ASSIGNMENT — Find the string "FromStr" in the records. Copy each line that has it.

Recorded data:
......

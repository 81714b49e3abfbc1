use clap::{Parser, Subcommand};
use colored::Colorize;
use std::path::PathBuf;

use lumi_locator::advisor::{self, CommandAdvisor};
use lumi_locator::dom::{extract, Document, TagUniverse};
use lumi_locator::locator::{filter_min_stability, generate_locators, Framework, StabilityLabel};
use lumi_locator::report::{self, markdown, ExportOptions};
use lumi_locator::source::DocumentSource;
use lumi_locator::validate::{apply_validation, StaticMatchCounter};
use lumi_locator::{page_object, utils::ScanConfig};

#[derive(Parser)]
#[command(name = "lumi-locator")]
#[command(author = "NL Team")]
#[command(version = "0.1.3")]
#[command(about = "Generate stable web locators and Page Objects from HTML", long_about = None)]
struct Cli {
    /// Enable debug logging
    #[arg(short, long, global = true, default_value = "false")]
    verbose: bool,

    #[command(subcommand)]
    command: Commands,
}

#[derive(Subcommand)]
enum Commands {
    /// Generate locators, Page Objects and reports
    Generate {
        /// HTML file, URL or inline HTML
        input: String,

        /// Target framework(s): playwright, selenium or both
        #[arg(short, long, default_value = "both")]
        framework: String,

        /// Output directory
        #[arg(short, long, default_value = "./output")]
        output: PathBuf,

        /// Page Object class name
        #[arg(short, long, default_value = "Page")]
        class_name: String,

        /// Drop locators below this stability (High, Medium, Low)
        #[arg(long)]
        min_stability: Option<StabilityLabel>,

        /// Scan all structural elements, not only interactive ones
        #[arg(long, default_value = "false")]
        all_elements: bool,

        /// Also emit partial-match and parent-anchored XPath variants
        #[arg(long, default_value = "false")]
        dynamic_xpaths: bool,

        /// Count matches of every locator against the document
        #[arg(long, default_value = "false")]
        validate: bool,

        /// Shell command that receives advisor prompts on stdin
        #[arg(long)]
        advisor_cmd: Option<String>,

        /// YAML config file
        #[arg(long)]
        config: Option<PathBuf>,
    },

    /// Print the extracted elements
    Scan {
        /// HTML file, URL or inline HTML
        input: String,

        /// Scan all structural elements, not only interactive ones
        #[arg(long, default_value = "false")]
        all_elements: bool,

        /// Print a Markdown table instead of JSON
        #[arg(long, default_value = "false")]
        markdown: bool,
    },

    /// Generate a Page Object from an existing locators.json
    PageObject {
        /// Path to locators.json
        locators: PathBuf,

        /// Target framework (playwright, selenium)
        #[arg(short, long)]
        framework: Framework,

        /// Page Object class name
        #[arg(short, long, default_value = "Page")]
        class_name: String,

        /// Output file path (stdout if omitted)
        #[arg(short, long)]
        output: Option<PathBuf>,
    },
}

#[tokio::main]
async fn main() -> anyhow::Result<()> {
    let cli = Cli::parse();

    let default_level = if cli.verbose { "debug" } else { "warn" };
    env_logger::Builder::from_env(env_logger::Env::default().default_filter_or(default_level))
        .init();

    match cli.command {
        Commands::Generate {
            input,
            framework,
            output,
            class_name,
            min_stability,
            all_elements,
            dynamic_xpaths,
            validate,
            advisor_cmd,
            config,
        } => {
            let frameworks = Framework::parse_list(&framework)?;

            let mut scan_config = match &config {
                Some(path) => ScanConfig::load(path)?,
                None => ScanConfig::default(),
            };
            if all_elements {
                scan_config.tag_universe = TagUniverse::All;
            }
            if dynamic_xpaths {
                scan_config.include_dynamic_xpaths = true;
            }
            if min_stability.is_some() {
                scan_config.min_stability = min_stability;
            }

            let source = DocumentSource::detect(&input);
            println!(
                "{} Generating locators from: {}",
                "▶".green().bold(),
                source.describe().cyan()
            );
            let names: Vec<&str> = frameworks.iter().map(|f| f.as_str()).collect();
            println!("  Frameworks: {}", names.join(", ").cyan());
            println!("  Elements: {}", scan_config.tag_universe.to_string().cyan());
            if let Some(min) = scan_config.min_stability {
                println!("  Min stability: {}", min.to_string().yellow());
            }
            println!("  Output: {}", output.display().to_string().cyan());

            let html = source.load().await?;
            let generation = generate_locators(&html, &scan_config);
            let mut locators = generation.locators;

            if let Some(min) = scan_config.min_stability {
                let before = locators.len();
                locators = filter_min_stability(locators, min);
                println!(
                    "{} Kept {} of {} locators at {} or better",
                    "ℹ".blue(),
                    locators.len(),
                    before,
                    min
                );
            }

            if validate {
                println!("{} Validating locators...", "🔍".to_string().blue());
                if source.is_url() {
                    println!(
                        "  {}",
                        "Counting against the fetched HTML; scripts are not run".yellow()
                    );
                }
                let counter = StaticMatchCounter::new(&html);
                apply_validation(&mut locators, &counter);
                let unique = locators.iter().filter(|c| c.validated == Some(true)).count();
                println!("  Unique matches: {}/{}", unique, locators.len());
            }

            let enrichment = match advisor_cmd {
                Some(cmd) => {
                    println!("{} Requesting advisor enrichment...", "🤖".to_string().blue());
                    let advisor = CommandAdvisor::new(cmd);
                    Some(advisor::enrich(&advisor, &html, &locators).await)
                }
                None => None,
            };

            let mut written =
                page_object::write_page_objects(&locators, &frameworks, &class_name, &output)?;

            let options = ExportOptions {
                source: source.describe(),
                frameworks,
                min_stability: scan_config.min_stability,
                validated: validate,
                class_name,
            };
            let export = report::build_export(&generation.elements, locators, &options, enrichment);
            written.extend(report::write_exports(&export, &output)?);

            let stability = &export.summary.stability;
            println!(
                "{} {} elements, {} locators (High {}, Medium {}, Low {})",
                "✅".green(),
                export.metadata.total_elements,
                export.metadata.total_locators,
                stability.high.to_string().green(),
                stability.medium.to_string().yellow(),
                stability.low.to_string().red()
            );
            for path in written {
                println!("  {} {}", "📄".to_string().blue(), path.display());
            }
        }

        Commands::Scan {
            input,
            all_elements,
            markdown: as_markdown,
        } => {
            let universe = if all_elements {
                TagUniverse::All
            } else {
                TagUniverse::Interactive
            };
            let source = DocumentSource::detect(&input);
            let html = source.load().await?;
            let elements = extract(&Document::parse(&html), universe);

            if as_markdown {
                print!("{}", markdown::element_table(&elements));
            } else {
                println!("{}", serde_json::to_string_pretty(&elements)?);
            }
        }

        Commands::PageObject {
            locators,
            framework,
            class_name,
            output,
        } => {
            let candidates = report::json::read_locators(&locators)?;

            match output {
                Some(path) => {
                    page_object::write_page_object(&candidates, framework, &class_name, &path)?;
                    println!(
                        "{} {} Page Object saved to: {}",
                        "✅".green(),
                        framework.to_string().cyan(),
                        path.display()
                    );
                }
                None => print!("{}", page_object::render(&candidates, framework, &class_name)),
            }
        }
    }

    Ok(())
}
//! Locator synthesis and stability scoring
//!
//! For every extracted element this module:
//! - derives a human-readable name
//! - builds CSS, XPath and Playwright role/text candidates
//! - flags dynamic-looking and duplicate attributes
//! - scores each candidate 1-10 and labels it High/Medium/Low
//! - attaches ready-to-paste code for Playwright and Selenium
//!
//! Stability bands:
//! - **High**: 8-10 (unique id, test-id attribute, explicit role + name)
//! - **Medium**: 5-7 (partial class, exact-text XPath, text selector)
//! - **Low**: 1-4 (bare tag, positional XPath, no semantic attributes)

pub mod assembler;
pub mod builders;
pub mod descriptor;
pub mod dynamic;
pub mod naming;
pub mod scorer;
pub mod snippets;

pub use assembler::{assemble, filter_min_stability, generate_locators, Generation};

use crate::error::ParseError;
use serde::{Deserialize, Serialize};
use std::collections::BTreeMap;
use std::fmt;
use std::str::FromStr;

#[derive(Debug, Clone, Copy, PartialEq, Eq, Hash, PartialOrd, Ord, Serialize, Deserialize)]
pub enum LocatorType {
    #[serde(rename = "CSS Selector")]
    Css,
    #[serde(rename = "XPath")]
    XPath,
    #[serde(rename = "Role Selector")]
    Role,
    #[serde(rename = "Text Selector")]
    Text,
}

impl LocatorType {
    pub fn as_str(&self) -> &'static str {
        match self {
            LocatorType::Css => "CSS Selector",
            LocatorType::XPath => "XPath",
            LocatorType::Role => "Role Selector",
            LocatorType::Text => "Text Selector",
        }
    }

    /// Which tool can consume a locator of this type.
    pub fn automation_tool(&self) -> AutomationTool {
        match self {
            LocatorType::Css => AutomationTool::Both,
            LocatorType::XPath => AutomationTool::Selenium,
            LocatorType::Role | LocatorType::Text => AutomationTool::Playwright,
        }
    }
}

impl fmt::Display for LocatorType {
    fn fmt(&self, f: &mut fmt::Formatter<'_>) -> fmt::Result {
        f.write_str(self.as_str())
    }
}

/// Qualitative stability band. Ordered `Low < Medium < High`.
#[derive(Debug, Clone, Copy, PartialEq, Eq, Hash, PartialOrd, Ord, Serialize, Deserialize)]
pub enum StabilityLabel {
    Low,
    Medium,
    High,
}

impl StabilityLabel {
    pub fn from_score(score: u8) -> Self {
        match score {
            8.. => StabilityLabel::High,
            5..=7 => StabilityLabel::Medium,
            _ => StabilityLabel::Low,
        }
    }

    pub fn rank(&self) -> u8 {
        match self {
            StabilityLabel::Low => 1,
            StabilityLabel::Medium => 2,
            StabilityLabel::High => 3,
        }
    }

    pub fn as_str(&self) -> &'static str {
        match self {
            StabilityLabel::Low => "Low",
            StabilityLabel::Medium => "Medium",
            StabilityLabel::High => "High",
        }
    }
}

impl FromStr for StabilityLabel {
    type Err = ParseError;

    fn from_str(s: &str) -> Result<Self, Self::Err> {
        match s.trim().to_lowercase().as_str() {
            "high" => Ok(StabilityLabel::High),
            "medium" => Ok(StabilityLabel::Medium),
            "low" => Ok(StabilityLabel::Low),
            other => Err(ParseError::Stability(other.to_string())),
        }
    }
}

impl fmt::Display for StabilityLabel {
    fn fmt(&self, f: &mut fmt::Formatter<'_>) -> fmt::Result {
        f.write_str(self.as_str())
    }
}

#[derive(Debug, Clone, Copy, PartialEq, Eq, Hash, Serialize, Deserialize)]
pub enum AutomationTool {
    Playwright,
    Selenium,
    Both,
}

impl AutomationTool {
    pub fn supports(&self, framework: Framework) -> bool {
        matches!(
            (self, framework),
            (AutomationTool::Both, _)
                | (AutomationTool::Playwright, Framework::Playwright)
                | (AutomationTool::Selenium, Framework::Selenium)
        )
    }

    pub fn as_str(&self) -> &'static str {
        match self {
            AutomationTool::Playwright => "Playwright",
            AutomationTool::Selenium => "Selenium",
            AutomationTool::Both => "Both",
        }
    }
}

impl fmt::Display for AutomationTool {
    fn fmt(&self, f: &mut fmt::Formatter<'_>) -> fmt::Result {
        f.write_str(self.as_str())
    }
}

/// Target test framework for code snippets and Page Objects.
#[derive(Debug, Clone, Copy, PartialEq, Eq, Hash, PartialOrd, Ord, Serialize, Deserialize)]
#[serde(rename_all = "lowercase")]
pub enum Framework {
    Playwright,
    Selenium,
}

impl Framework {
    pub const ALL: [Framework; 2] = [Framework::Playwright, Framework::Selenium];

    pub fn as_str(&self) -> &'static str {
        match self {
            Framework::Playwright => "playwright",
            Framework::Selenium => "selenium",
        }
    }

    /// Parse "playwright", "selenium" or "both".
    pub fn parse_list(s: &str) -> Result<Vec<Framework>, ParseError> {
        let mut frameworks = Vec::new();
        for part in s.split(',').map(str::trim).filter(|p| !p.is_empty()) {
            if part.eq_ignore_ascii_case("both") {
                frameworks.extend(Framework::ALL);
            } else {
                frameworks.push(part.parse()?);
            }
        }
        frameworks.sort();
        frameworks.dedup();
        if frameworks.is_empty() {
            return Err(ParseError::Framework(s.to_string()));
        }
        Ok(frameworks)
    }
}

impl FromStr for Framework {
    type Err = ParseError;

    fn from_str(s: &str) -> Result<Self, Self::Err> {
        match s.trim().to_lowercase().as_str() {
            "playwright" => Ok(Framework::Playwright),
            "selenium" => Ok(Framework::Selenium),
            other => Err(ParseError::Framework(other.to_string())),
        }
    }
}

impl fmt::Display for Framework {
    fn fmt(&self, f: &mut fmt::Formatter<'_>) -> fmt::Result {
        f.write_str(self.as_str())
    }
}

/// One locator for one element.
///
/// `stability_label` is always `StabilityLabel::from_score(stability_score)`
/// and `automation_tool` is always `locator_type.automation_tool()`.
#[derive(Debug, Clone, PartialEq, Eq, Serialize, Deserialize)]
#[serde(rename_all = "camelCase")]
pub struct LocatorCandidate {
    pub custom_name: String,
    pub locator_type: LocatorType,
    pub locator_value: String,
    pub stability_label: StabilityLabel,
    pub stability_score: u8,
    pub automation_tool: AutomationTool,
    pub is_dynamic: bool,
    pub is_duplicate: bool,
    #[serde(default)]
    pub warnings: Vec<String>,
    /// Framework name ("playwright" / "selenium") to statement.
    #[serde(default)]
    pub code_snippets: BTreeMap<String, String>,
    #[serde(default, skip_serializing_if = "Option::is_none")]
    pub validated: Option<bool>,
    #[serde(default, skip_serializing_if = "Option::is_none")]
    pub match_count: Option<usize>,
    #[serde(default, skip_serializing_if = "Option::is_none")]
    pub validation_error: Option<String>,
}

#[cfg(test)]
mod tests {
    use super::*;

    #[test]
    fn test_label_from_score_bands() {
        for score in 1..=10u8 {
            let label = StabilityLabel::from_score(score);
            match score {
                8..=10 => assert_eq!(label, StabilityLabel::High),
                5..=7 => assert_eq!(label, StabilityLabel::Medium),
                _ => assert_eq!(label, StabilityLabel::Low),
            }
        }
    }

    #[test]
    fn test_automation_tool_by_type() {
        assert_eq!(LocatorType::Css.automation_tool(), AutomationTool::Both);
        assert_eq!(LocatorType::XPath.automation_tool(), AutomationTool::Selenium);
        assert_eq!(LocatorType::Role.automation_tool(), AutomationTool::Playwright);
        assert_eq!(LocatorType::Text.automation_tool(), AutomationTool::Playwright);
        assert!(AutomationTool::Both.supports(Framework::Selenium));
        assert!(!AutomationTool::Selenium.supports(Framework::Playwright));
    }

    #[test]
    fn test_framework_parse_list() {
        assert_eq!(
            Framework::parse_list("both").unwrap(),
            vec![Framework::Playwright, Framework::Selenium]
        );
        assert_eq!(
            Framework::parse_list("Selenium, playwright,selenium").unwrap(),
            vec![Framework::Playwright, Framework::Selenium]
        );
        assert_eq!(
            Framework::parse_list("cypress"),
            Err(ParseError::Framework("cypress".to_string()))
        );
        assert!(Framework::parse_list("").is_err());
    }

    #[test]
    fn test_wire_names() {
        assert_eq!(
            serde_json::to_string(&LocatorType::Css).unwrap(),
            "\"CSS Selector\""
        );
        assert_eq!(
            serde_json::from_str::<LocatorType>("\"Role Selector\"").unwrap(),
            LocatorType::Role
        );
        assert_eq!(serde_json::to_string(&StabilityLabel::Medium).unwrap(), "\"Medium\"");
    }
}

......

SOLUTION FOR THIS TASK —
use std::str::FromStr;
impl FromStr for StabilityLabel {
impl FromStr for Framework {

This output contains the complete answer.